> **Data to use**:
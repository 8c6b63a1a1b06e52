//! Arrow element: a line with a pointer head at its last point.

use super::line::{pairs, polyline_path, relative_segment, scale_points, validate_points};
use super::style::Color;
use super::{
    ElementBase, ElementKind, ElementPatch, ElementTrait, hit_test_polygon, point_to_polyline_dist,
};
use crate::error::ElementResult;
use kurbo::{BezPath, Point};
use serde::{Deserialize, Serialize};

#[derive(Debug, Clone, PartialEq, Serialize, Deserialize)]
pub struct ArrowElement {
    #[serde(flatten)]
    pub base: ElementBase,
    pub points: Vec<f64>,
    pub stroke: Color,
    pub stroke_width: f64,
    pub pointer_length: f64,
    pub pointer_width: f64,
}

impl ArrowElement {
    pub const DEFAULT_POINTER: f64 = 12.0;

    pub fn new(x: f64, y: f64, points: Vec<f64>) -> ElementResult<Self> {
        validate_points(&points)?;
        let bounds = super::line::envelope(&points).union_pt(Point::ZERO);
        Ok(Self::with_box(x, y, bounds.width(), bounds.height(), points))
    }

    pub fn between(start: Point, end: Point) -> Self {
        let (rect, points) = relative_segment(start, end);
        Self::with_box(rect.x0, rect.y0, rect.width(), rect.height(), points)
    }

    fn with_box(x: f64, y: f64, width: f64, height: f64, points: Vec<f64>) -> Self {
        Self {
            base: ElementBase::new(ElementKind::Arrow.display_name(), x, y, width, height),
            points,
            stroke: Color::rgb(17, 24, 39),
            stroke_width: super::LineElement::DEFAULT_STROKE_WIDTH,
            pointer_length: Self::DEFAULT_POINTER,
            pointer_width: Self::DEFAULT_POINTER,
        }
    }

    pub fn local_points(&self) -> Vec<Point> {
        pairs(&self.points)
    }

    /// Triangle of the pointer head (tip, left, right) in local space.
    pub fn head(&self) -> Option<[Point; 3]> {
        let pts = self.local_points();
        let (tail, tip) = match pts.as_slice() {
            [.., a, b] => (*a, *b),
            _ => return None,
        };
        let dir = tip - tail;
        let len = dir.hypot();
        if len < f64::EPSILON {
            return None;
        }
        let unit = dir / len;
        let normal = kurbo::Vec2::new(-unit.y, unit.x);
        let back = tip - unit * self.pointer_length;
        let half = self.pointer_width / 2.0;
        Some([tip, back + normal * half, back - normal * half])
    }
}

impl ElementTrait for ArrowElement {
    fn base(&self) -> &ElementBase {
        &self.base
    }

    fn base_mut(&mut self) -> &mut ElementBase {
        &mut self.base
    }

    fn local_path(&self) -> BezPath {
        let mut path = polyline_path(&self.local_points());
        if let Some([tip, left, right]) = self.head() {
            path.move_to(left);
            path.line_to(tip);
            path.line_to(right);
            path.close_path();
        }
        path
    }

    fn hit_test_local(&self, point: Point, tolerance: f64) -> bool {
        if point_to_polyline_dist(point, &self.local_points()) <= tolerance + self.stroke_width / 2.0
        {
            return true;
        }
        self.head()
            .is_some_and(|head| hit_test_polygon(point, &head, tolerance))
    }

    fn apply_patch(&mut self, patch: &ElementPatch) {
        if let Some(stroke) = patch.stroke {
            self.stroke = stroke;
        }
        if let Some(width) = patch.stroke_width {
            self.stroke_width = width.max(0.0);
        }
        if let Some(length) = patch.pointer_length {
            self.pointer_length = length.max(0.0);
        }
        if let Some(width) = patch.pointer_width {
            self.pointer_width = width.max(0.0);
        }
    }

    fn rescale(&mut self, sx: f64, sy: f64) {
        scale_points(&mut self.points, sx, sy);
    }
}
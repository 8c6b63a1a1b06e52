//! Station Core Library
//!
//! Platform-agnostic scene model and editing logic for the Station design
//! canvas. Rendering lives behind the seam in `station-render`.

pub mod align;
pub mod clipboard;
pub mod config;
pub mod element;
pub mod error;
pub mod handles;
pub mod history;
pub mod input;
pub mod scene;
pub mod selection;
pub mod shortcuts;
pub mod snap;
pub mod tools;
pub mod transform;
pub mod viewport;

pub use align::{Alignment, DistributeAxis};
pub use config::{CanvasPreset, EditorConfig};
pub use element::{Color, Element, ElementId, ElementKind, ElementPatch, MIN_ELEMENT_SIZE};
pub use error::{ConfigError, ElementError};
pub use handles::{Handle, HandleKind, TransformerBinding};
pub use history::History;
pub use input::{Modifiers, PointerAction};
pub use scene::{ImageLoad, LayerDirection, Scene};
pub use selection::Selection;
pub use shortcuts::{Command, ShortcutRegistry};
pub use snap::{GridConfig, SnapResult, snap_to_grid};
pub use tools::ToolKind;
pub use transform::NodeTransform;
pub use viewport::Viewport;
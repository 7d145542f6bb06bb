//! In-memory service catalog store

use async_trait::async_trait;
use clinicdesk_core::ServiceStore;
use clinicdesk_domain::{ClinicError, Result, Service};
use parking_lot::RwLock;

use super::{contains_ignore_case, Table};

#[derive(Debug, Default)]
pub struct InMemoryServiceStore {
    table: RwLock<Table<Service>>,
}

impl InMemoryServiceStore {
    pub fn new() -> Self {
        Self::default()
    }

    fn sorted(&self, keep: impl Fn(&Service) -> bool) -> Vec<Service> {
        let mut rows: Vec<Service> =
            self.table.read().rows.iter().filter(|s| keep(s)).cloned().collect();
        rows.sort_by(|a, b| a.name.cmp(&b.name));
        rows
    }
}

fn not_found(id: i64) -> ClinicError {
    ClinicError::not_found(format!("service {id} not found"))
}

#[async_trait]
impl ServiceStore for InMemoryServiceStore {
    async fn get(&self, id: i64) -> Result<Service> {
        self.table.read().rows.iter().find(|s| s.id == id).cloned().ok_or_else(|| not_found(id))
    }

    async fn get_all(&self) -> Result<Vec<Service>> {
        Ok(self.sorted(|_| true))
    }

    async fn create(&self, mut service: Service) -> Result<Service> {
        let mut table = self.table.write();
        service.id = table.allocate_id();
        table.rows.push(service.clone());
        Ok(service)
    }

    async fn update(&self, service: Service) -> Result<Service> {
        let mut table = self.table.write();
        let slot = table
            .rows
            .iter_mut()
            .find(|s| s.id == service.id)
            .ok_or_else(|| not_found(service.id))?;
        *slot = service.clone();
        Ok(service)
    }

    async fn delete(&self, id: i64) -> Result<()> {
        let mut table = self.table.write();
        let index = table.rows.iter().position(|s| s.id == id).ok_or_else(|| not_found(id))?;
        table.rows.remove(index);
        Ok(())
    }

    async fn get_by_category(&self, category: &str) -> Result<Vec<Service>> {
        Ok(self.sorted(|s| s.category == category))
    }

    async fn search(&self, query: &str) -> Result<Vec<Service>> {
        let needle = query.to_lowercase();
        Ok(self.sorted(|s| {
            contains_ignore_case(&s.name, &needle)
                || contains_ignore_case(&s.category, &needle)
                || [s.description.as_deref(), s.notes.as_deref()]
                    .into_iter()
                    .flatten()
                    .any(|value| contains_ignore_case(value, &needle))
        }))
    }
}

> **About this task**: The answer must be a single number: the count of lines above that contain "tools".

> **Response to the exercise**: 2